[The data — start]

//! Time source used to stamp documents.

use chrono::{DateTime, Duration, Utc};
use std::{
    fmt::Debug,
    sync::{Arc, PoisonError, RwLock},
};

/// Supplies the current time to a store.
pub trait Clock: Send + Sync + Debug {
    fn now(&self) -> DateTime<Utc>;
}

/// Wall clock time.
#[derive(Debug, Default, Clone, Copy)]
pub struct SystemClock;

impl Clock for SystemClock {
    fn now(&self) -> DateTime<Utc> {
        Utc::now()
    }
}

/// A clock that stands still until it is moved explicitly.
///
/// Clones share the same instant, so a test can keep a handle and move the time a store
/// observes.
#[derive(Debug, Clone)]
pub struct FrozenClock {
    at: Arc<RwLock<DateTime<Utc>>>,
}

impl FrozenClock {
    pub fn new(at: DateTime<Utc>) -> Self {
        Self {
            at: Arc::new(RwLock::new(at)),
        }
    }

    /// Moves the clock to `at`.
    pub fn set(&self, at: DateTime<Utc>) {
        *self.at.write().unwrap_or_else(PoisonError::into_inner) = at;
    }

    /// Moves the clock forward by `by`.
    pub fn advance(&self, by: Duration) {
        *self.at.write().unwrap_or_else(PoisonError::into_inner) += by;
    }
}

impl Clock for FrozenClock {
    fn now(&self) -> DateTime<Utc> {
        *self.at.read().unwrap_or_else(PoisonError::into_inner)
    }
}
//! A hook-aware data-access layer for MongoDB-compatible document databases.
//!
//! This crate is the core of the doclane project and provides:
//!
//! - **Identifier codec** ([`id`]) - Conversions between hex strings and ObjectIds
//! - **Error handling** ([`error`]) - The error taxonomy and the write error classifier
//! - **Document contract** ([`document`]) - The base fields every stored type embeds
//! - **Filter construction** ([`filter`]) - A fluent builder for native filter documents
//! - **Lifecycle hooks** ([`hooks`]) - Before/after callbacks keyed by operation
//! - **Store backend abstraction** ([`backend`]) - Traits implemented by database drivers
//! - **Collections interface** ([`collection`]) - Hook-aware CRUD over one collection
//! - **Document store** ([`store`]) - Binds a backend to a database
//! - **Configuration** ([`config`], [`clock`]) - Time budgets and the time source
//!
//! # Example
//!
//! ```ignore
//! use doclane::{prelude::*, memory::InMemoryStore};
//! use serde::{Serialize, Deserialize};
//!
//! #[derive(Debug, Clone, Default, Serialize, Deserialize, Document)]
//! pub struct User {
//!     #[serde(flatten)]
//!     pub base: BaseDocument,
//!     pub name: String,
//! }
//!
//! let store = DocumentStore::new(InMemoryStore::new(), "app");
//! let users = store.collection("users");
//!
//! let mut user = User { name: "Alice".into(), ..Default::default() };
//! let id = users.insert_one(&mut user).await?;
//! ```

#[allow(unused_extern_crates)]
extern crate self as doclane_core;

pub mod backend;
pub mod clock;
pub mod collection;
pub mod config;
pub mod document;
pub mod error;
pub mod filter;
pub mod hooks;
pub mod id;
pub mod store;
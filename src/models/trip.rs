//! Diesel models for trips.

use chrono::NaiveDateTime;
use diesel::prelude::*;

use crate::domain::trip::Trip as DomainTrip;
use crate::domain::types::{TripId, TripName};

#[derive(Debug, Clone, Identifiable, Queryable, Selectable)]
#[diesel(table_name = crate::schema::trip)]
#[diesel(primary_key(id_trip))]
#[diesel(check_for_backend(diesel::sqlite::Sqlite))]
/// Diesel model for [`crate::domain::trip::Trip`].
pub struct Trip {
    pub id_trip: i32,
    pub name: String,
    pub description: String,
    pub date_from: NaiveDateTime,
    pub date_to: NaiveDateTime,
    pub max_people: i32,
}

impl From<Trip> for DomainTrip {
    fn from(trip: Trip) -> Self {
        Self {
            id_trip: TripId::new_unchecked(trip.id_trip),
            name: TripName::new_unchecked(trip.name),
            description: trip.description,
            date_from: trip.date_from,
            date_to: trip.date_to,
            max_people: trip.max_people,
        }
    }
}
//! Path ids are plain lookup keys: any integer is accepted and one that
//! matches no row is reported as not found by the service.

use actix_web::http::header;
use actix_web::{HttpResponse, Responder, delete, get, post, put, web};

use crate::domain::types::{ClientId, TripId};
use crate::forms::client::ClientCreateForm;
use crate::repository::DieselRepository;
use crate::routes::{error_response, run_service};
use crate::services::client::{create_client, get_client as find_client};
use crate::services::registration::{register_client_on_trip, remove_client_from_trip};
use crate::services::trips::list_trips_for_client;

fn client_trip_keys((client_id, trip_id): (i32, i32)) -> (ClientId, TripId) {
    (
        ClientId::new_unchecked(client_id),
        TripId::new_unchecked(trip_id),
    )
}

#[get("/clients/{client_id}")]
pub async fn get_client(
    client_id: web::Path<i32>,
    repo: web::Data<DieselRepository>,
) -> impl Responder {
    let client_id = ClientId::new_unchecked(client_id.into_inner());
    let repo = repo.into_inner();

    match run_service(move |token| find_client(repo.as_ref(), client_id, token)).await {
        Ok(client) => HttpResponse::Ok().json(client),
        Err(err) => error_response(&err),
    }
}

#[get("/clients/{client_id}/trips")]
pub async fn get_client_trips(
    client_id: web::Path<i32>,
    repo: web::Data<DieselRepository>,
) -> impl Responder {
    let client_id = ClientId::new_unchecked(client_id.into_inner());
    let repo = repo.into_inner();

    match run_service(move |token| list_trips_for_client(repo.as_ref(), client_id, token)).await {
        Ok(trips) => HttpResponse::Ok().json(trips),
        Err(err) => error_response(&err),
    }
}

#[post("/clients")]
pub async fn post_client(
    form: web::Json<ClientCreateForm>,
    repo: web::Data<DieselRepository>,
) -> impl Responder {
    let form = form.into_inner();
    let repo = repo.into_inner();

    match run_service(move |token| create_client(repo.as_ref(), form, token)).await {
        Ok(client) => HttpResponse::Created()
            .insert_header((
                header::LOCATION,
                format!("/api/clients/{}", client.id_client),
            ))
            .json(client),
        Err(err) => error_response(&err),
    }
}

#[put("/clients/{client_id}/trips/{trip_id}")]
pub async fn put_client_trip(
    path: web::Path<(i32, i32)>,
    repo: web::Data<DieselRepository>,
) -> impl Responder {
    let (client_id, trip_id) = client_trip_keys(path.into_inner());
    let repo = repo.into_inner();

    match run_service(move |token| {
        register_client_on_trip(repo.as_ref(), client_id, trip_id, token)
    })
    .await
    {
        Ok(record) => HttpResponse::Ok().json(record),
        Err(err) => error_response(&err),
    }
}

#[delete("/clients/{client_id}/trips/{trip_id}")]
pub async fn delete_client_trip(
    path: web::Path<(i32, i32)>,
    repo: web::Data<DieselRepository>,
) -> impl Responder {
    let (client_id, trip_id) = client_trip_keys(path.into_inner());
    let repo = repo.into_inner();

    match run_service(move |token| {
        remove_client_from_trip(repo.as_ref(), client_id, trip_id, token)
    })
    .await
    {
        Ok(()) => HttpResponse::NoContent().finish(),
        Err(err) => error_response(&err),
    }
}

[The data — finish]

The data must be given again in full. Keep every line identical.

//! Time source used to stamp documents.

use chrono::{DateTime, Duration, Utc};
use std::{
    fmt::Debug,
    sync::{Arc, PoisonError, RwLock},
};

/// Supplies the current time to a store.
pub trait Clock: Send + Sync + Debug {
    fn now(&self) -> DateTime<Utc>;
}

/// Wall clock time.
#[derive(Debug, Default, Clone, Copy)]
pub struct SystemClock;

impl Clock for SystemClock {
    fn now(&self) -> DateTime<Utc> {
        Utc::now()
    }
}

/// A clock that stands still until it is moved explicitly.
///
/// Clones share the same instant, so a test can keep a handle and move the time a store
/// observes.
#[derive(Debug, Clone)]
pub struct FrozenClock {
    at: Arc<RwLock<DateTime<Utc>>>,
}

impl FrozenClock {
    pub fn new(at: DateTime<Utc>) -> Self {
        Self {
            at: Arc::new(RwLock::new(at)),
        }
    }

    /// Moves the clock to `at`.
    pub fn set(&self, at: DateTime<Utc>) {
        *self.at.write().unwrap_or_else(PoisonError::into_inner) = at;
    }

    /// Moves the clock forward by `by`.
    pub fn advance(&self, by: Duration) {
        *self.at.write().unwrap_or_else(PoisonError::into_inner) += by;
    }
}

impl Clock for FrozenClock {
    fn now(&self) -> DateTime<Utc> {
        *self.at.read().unwrap_or_else(PoisonError::into_inner)
    }
}
//! A hook-aware data-access layer for MongoDB-compatible document databases.
//!
//! This crate is the core of the doclane project and provides:
//!
//! - **Identifier codec** ([`id`]) - Conversions between hex strings and ObjectIds
//! - **Error handling** ([`error`]) - The error taxonomy and the write error classifier
//! - **Document contract** ([`document`]) - The base fields every stored type embeds
//! - **Filter construction** ([`filter`]) - A fluent builder for native filter documents
//! - **Lifecycle hooks** ([`hooks`]) - Before/after callbacks keyed by operation
//! - **Store backend abstraction** ([`backend`]) - Traits implemented by database drivers
//! - **Collections interface** ([`collection`]) - Hook-aware CRUD over one collection
//! - **Document store** ([`store`]) - Binds a backend to a database
//! - **Configuration** ([`config`], [`clock`]) - Time budgets and the time source
//!
//! # Example
//!
//! ```ignore
//! use doclane::{prelude::*, memory::InMemoryStore};
//! use serde::{Serialize, Deserialize};
//!
//! #[derive(Debug, Clone, Default, Serialize, Deserialize, Document)]
//! pub struct User {
//!     #[serde(flatten)]
//!     pub base: BaseDocument,
//!     pub name: String,
//! }
//!
//! let store = DocumentStore::new(InMemoryStore::new(), "app");
//! let users = store.collection("users");
//!
//! let mut user = User { name: "Alice".into(), ..Default::default() };
//! let id = users.insert_one(&mut user).await?;
//! ```

#[allow(unused_extern_crates)]
extern crate self as doclane_core;

pub mod backend;
pub mod clock;
pub mod collection;
pub mod config;
pub mod document;
pub mod error;
pub mod filter;
pub mod hooks;
pub mod id;
pub mod store;
filename src/models/trip.rs
//! Diesel models for trips.

use chrono::NaiveDateTime;
use diesel::prelude::*;

use crate::domain::trip::Trip as DomainTrip;
use crate::domain::types::{TripId, TripName};

#[derive(Debug, Clone, Identifiable, Queryable, Selectable)]
#[diesel(table_name = crate::schema::trip)]
#[diesel(primary_key(id_trip))]
#[diesel(check_for_backend(diesel::sqlite::Sqlite))]
/// Diesel model for [`crate::domain::trip::Trip`].
pub struct Trip {
    pub id_trip: i32,
    pub name: String,
    pub description: String,
    pub date_from: NaiveDateTime,
    pub date_to: NaiveDateTime,
    pub max_people: i32,
}

impl From<Trip> for DomainTrip {
    fn from(trip: Trip) -> Self {
        Self {
            id_trip: TripId::new_unchecked(trip.id_trip),
            name: TripName::new_unchecked(trip.name),
            description: trip.description,
            date_from: trip.date_from,
            date_to: trip.date_to,
            max_people: trip.max_people,
        }
    }
}
//! Path ids are plain lookup keys: any integer is accepted and one that
//! matches no row is reported as not found by the service.

use actix_web::http::header;
use actix_web::{HttpResponse, Responder, delete, get, post, put, web};

use crate::domain::types::{ClientId, TripId};
use crate::forms::client::ClientCreateForm;
use crate::repository::DieselRepository;
use crate::routes::{error_response, run_service};
use crate::services::client::{create_client, get_client as find_client};
use crate::services::registration::{register_client_on_trip, remove_client_from_trip};
use crate::services::trips::list_trips_for_client;

fn client_trip_keys((client_id, trip_id): (i32, i32)) -> (ClientId, TripId) {
    (
        ClientId::new_unchecked(client_id),
        TripId::new_unchecked(trip_id),
    )
}

#[get("/clients/{client_id}")]
pub async fn get_client(
    client_id: web::Path<i32>,
    repo: web::Data<DieselRepository>,
) -> impl Responder {
    let client_id = ClientId::new_unchecked(client_id.into_inner());
    let repo = repo.into_inner();

    match run_service(move |token| find_client(repo.as_ref(), client_id, token)).await {
        Ok(client) => HttpResponse::Ok().json(client),
        Err(err) => error_response(&err),
    }
}

#[get("/clients/{client_id}/trips")]
pub async fn get_client_trips(
    client_id: web::Path<i32>,
    repo: web::Data<DieselRepository>,
) -> impl Responder {
    let client_id = ClientId::new_unchecked(client_id.into_inner());
    let repo = repo.into_inner();

    match run_service(move |token| list_trips_for_client(repo.as_ref(), client_id, token)).await {
        Ok(trips) => HttpResponse::Ok().json(trips),
        Err(err) => error_response(&err),
    }
}

#[post("/clients")]
pub async fn post_client(
    form: web::Json<ClientCreateForm>,
    repo: web::Data<DieselRepository>,
) -> impl Responder {
    let form = form.into_inner();
    let repo = repo.into_inner();

    match run_service(move |token| create_client(repo.as_ref(), form, token)).await {
        Ok(client) => HttpResponse::Created()
            .insert_header((
                header::LOCATION,
                format!("/api/clients/{}", client.id_client),
            ))
            .json(client),
        Err(err) => error_response(&err),
    }
}

#[put("/clients/{client_id}/trips/{trip_id}")]
pub async fn put_client_trip(
    path: web::Path<(i32, i32)>,
    repo: web::Data<DieselRepository>,
) -> impl Responder {
    let (client_id, trip_id) = client_trip_keys(path.into_inner());
    let repo = repo.into_inner();

    match run_service(move |token| {
        register_client_on_trip(repo.as_ref(), client_id, trip_id, token)
    })
    .await
    {
        Ok(record) => HttpResponse::Ok().json(record),
        Err(err) => error_response(&err),
    }
}

#[delete("/clients/{client_id}/trips/{trip_id}")]
pub async fn delete_client_trip(
    path: web::Path<(i32, i32)>,
    repo: web::Data<DieselRepository>,
) -> impl Responder {
    let (client_id, trip_id) = client_trip_keys(path.into_inner());
    let repo = repo.into_inner();

    match run_service(move |token| {
        remove_client_from_trip(repo.as_ref(), client_id, trip_id, token)
    })
    .await
    {
        Ok(()) => HttpResponse::NoContent().finish(),
        Err(err) => error_response(&err),
    }
}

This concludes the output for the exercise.